* Stored data entries:
◇ ◇ ◇

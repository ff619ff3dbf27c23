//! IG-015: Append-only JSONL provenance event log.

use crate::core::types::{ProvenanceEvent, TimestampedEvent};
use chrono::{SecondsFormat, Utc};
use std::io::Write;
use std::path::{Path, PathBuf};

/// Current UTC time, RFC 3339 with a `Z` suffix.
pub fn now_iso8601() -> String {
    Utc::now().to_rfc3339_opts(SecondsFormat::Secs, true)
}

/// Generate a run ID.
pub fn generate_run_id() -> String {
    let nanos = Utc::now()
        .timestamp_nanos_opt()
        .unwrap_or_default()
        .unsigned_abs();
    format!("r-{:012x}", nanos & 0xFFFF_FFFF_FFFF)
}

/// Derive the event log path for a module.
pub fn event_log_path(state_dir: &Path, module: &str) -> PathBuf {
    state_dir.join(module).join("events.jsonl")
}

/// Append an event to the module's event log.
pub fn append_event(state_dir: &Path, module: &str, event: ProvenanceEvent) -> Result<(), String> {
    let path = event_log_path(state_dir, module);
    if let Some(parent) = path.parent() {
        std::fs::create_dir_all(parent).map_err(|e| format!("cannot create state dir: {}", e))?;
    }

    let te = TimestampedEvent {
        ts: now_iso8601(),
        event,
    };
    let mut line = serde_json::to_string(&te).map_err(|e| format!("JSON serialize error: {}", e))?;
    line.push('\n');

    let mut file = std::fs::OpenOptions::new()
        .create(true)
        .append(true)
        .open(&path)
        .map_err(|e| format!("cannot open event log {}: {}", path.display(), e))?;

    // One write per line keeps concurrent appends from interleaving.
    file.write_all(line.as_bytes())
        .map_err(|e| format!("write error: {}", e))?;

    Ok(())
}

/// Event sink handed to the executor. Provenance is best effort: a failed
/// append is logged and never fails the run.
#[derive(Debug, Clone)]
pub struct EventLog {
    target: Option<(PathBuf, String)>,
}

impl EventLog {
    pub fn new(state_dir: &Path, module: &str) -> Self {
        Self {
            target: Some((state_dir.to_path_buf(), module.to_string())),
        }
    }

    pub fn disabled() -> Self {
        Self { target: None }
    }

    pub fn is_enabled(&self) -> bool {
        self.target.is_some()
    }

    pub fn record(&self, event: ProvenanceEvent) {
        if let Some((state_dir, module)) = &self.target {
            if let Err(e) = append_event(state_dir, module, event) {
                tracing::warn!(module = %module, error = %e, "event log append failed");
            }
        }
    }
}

◇ ◇ ◇

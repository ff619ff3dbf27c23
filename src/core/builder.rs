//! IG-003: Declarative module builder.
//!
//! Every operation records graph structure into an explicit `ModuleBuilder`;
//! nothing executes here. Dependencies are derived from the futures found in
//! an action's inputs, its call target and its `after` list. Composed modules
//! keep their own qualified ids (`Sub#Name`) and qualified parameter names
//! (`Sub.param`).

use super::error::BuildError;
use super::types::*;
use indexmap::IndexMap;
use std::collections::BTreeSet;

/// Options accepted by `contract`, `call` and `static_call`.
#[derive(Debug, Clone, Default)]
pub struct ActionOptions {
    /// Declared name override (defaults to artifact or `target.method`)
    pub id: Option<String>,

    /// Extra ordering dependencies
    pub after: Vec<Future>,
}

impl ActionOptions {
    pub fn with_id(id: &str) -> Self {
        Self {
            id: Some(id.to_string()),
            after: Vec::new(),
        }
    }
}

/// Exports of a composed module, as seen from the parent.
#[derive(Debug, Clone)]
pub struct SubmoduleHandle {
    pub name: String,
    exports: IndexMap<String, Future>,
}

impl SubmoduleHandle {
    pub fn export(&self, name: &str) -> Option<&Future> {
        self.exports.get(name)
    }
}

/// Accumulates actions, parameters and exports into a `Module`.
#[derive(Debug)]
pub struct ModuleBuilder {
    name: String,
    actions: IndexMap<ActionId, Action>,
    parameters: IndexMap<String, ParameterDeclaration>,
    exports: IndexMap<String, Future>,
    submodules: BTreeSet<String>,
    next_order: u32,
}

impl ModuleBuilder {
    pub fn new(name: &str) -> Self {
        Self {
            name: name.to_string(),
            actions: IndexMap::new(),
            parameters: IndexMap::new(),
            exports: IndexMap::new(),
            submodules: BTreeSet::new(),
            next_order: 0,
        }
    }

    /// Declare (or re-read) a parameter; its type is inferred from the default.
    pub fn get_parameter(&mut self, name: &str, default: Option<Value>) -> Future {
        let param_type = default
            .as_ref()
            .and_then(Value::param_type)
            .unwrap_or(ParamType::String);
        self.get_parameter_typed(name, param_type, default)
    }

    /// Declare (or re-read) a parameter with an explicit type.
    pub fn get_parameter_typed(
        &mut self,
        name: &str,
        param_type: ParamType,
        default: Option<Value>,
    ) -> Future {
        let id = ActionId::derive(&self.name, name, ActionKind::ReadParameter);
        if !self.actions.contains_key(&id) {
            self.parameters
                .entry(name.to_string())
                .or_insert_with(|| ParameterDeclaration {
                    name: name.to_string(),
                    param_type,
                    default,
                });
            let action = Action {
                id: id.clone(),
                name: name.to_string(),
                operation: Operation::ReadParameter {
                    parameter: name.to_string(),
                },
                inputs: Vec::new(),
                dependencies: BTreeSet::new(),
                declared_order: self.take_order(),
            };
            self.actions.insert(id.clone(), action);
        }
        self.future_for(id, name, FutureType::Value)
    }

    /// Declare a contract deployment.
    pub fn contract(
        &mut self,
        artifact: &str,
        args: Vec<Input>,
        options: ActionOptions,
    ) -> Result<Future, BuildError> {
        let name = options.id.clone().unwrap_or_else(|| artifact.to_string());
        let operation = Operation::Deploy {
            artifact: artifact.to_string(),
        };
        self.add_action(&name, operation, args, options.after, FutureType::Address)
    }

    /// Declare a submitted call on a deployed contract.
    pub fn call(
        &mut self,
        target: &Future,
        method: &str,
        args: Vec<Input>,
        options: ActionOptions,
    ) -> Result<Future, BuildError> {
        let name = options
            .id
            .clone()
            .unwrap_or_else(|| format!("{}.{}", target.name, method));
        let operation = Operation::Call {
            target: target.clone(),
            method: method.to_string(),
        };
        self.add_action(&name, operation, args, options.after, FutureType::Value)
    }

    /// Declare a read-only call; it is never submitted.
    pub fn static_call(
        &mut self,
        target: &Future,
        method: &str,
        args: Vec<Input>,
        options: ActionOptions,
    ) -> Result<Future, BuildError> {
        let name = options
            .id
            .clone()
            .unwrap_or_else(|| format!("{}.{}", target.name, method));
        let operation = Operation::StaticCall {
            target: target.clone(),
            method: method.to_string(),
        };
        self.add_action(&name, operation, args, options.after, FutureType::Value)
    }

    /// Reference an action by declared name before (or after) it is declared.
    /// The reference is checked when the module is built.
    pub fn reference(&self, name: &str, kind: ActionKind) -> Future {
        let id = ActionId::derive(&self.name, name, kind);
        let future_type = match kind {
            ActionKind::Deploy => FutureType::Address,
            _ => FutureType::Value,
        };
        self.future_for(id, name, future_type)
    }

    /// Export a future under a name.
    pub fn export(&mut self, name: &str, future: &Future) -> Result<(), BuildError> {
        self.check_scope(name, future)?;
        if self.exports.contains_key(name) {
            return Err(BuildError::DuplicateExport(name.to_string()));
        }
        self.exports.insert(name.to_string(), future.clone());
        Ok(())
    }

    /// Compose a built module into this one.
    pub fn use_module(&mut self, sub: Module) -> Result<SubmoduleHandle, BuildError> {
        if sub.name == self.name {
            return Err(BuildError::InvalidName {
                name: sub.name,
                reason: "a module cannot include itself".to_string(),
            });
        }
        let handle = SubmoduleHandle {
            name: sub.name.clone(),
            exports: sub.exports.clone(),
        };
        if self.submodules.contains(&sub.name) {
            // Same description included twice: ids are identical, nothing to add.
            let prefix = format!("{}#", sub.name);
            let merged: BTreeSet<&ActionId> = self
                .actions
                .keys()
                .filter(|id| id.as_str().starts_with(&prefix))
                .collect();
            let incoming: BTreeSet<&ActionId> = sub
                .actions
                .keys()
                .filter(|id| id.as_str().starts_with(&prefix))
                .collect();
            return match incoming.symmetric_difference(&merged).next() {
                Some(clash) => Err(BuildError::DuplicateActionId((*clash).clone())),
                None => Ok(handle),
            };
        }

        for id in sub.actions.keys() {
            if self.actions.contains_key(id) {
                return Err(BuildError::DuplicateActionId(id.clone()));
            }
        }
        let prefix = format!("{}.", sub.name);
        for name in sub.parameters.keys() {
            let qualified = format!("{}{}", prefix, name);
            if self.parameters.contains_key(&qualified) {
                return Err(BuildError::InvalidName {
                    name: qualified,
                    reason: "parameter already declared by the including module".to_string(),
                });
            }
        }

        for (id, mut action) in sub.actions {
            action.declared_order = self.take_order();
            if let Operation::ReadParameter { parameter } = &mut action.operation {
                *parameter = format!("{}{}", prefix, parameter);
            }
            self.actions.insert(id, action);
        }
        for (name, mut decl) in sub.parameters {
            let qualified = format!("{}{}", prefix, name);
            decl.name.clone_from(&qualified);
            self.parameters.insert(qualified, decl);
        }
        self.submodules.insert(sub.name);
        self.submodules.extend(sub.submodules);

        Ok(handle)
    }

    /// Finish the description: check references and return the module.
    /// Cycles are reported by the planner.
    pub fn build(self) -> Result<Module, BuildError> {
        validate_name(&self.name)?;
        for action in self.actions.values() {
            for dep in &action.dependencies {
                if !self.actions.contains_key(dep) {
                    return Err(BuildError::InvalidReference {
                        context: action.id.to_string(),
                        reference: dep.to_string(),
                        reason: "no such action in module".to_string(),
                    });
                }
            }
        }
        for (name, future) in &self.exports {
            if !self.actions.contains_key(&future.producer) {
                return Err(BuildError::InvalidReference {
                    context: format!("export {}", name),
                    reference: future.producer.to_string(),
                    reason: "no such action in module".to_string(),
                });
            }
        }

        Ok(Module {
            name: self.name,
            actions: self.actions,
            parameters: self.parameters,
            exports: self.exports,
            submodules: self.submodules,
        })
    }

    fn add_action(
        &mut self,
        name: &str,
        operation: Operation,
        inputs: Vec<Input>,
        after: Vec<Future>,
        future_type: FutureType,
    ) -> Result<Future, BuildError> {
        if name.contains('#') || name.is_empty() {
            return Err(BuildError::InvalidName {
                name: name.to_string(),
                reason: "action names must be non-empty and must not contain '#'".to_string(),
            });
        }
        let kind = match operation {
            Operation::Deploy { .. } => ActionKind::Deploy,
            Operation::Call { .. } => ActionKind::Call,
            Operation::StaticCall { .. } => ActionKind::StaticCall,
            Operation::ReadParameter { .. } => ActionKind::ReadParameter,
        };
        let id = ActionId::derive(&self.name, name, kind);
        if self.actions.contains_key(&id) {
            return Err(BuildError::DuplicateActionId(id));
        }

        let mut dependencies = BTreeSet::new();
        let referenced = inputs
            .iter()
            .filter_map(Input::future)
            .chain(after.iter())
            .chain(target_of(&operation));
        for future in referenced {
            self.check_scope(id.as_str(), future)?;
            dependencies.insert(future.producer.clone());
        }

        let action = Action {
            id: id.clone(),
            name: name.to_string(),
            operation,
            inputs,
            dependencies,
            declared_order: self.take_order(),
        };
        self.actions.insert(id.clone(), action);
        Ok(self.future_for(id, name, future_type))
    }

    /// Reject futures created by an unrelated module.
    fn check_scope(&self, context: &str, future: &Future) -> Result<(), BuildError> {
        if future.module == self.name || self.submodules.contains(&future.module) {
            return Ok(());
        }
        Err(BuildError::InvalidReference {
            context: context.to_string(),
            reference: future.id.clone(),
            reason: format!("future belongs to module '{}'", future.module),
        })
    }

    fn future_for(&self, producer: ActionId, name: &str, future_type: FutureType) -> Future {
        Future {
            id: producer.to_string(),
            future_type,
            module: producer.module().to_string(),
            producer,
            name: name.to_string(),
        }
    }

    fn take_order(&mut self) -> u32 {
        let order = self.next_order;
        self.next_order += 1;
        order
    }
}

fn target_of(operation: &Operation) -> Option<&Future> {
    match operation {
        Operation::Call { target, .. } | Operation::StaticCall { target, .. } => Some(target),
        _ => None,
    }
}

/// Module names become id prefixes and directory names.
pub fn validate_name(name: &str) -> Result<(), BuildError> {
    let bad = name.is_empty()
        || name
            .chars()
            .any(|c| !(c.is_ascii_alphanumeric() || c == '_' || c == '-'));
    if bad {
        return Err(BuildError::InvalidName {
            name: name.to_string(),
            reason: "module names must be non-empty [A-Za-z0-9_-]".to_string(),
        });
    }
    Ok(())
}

◇ ◇ ◇

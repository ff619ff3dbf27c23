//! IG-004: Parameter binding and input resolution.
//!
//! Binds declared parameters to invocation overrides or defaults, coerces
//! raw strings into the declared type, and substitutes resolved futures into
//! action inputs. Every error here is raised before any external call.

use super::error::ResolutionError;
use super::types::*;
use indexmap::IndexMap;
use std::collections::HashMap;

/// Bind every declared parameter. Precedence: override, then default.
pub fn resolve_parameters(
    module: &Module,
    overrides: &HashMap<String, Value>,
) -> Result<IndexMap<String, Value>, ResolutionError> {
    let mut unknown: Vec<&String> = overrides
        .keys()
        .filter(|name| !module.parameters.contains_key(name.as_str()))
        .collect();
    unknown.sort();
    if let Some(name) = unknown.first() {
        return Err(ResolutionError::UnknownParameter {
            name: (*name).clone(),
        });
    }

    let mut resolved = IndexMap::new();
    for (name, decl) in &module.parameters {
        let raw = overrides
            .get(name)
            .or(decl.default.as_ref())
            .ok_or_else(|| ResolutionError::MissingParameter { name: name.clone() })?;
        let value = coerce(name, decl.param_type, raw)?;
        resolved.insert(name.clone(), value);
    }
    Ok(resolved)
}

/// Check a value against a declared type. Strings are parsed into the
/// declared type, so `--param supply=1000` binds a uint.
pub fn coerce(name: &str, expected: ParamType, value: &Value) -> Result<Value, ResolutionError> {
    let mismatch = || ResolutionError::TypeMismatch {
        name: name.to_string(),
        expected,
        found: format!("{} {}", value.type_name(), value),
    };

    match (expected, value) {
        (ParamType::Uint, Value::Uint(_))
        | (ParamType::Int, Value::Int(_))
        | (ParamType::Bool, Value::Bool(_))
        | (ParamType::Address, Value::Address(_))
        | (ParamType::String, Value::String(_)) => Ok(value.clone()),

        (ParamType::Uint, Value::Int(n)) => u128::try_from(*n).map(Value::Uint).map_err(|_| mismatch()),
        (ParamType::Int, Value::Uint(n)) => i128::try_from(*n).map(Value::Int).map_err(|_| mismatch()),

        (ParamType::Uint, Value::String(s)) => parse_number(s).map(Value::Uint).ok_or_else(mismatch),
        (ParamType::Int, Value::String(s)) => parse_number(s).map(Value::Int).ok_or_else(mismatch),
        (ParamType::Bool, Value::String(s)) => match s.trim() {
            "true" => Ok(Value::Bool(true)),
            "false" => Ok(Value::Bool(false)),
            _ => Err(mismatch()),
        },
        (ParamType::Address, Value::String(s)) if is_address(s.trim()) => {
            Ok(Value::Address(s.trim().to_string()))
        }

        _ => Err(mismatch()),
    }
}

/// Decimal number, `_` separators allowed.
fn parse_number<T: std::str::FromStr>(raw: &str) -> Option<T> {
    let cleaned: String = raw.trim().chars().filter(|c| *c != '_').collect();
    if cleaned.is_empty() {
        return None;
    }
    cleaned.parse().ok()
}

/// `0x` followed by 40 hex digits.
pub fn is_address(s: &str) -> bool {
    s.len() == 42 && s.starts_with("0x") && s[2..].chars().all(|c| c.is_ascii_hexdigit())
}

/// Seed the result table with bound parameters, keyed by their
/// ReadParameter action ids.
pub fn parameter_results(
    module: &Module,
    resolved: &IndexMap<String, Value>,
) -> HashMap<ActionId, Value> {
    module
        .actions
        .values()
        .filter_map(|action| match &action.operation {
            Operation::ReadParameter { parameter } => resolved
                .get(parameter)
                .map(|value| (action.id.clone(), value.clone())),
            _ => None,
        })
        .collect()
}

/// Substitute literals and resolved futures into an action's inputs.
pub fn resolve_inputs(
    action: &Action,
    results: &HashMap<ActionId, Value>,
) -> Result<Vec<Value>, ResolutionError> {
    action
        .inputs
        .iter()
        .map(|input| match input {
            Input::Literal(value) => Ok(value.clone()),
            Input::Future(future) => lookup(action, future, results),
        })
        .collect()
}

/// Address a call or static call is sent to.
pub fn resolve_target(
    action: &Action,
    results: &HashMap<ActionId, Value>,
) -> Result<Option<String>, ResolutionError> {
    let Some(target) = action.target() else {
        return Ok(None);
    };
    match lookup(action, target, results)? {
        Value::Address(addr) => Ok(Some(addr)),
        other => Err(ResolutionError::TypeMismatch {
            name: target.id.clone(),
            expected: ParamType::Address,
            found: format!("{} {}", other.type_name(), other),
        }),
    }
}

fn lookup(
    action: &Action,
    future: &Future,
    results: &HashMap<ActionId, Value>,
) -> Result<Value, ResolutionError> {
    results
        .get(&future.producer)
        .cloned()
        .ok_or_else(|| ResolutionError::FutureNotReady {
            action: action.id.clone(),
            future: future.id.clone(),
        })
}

◇ ◇ ◇

* Task directions:
Would you show every line in the data above that contains the string "ProvenanceEvent"?

* Written reply:
use crate::core::types::{ProvenanceEvent, TimestampedEvent};
pub fn append_event(state_dir: &Path, module: &str, event: ProvenanceEvent) -> Result<(), String> {
    pub fn record(&self, event: ProvenanceEvent) {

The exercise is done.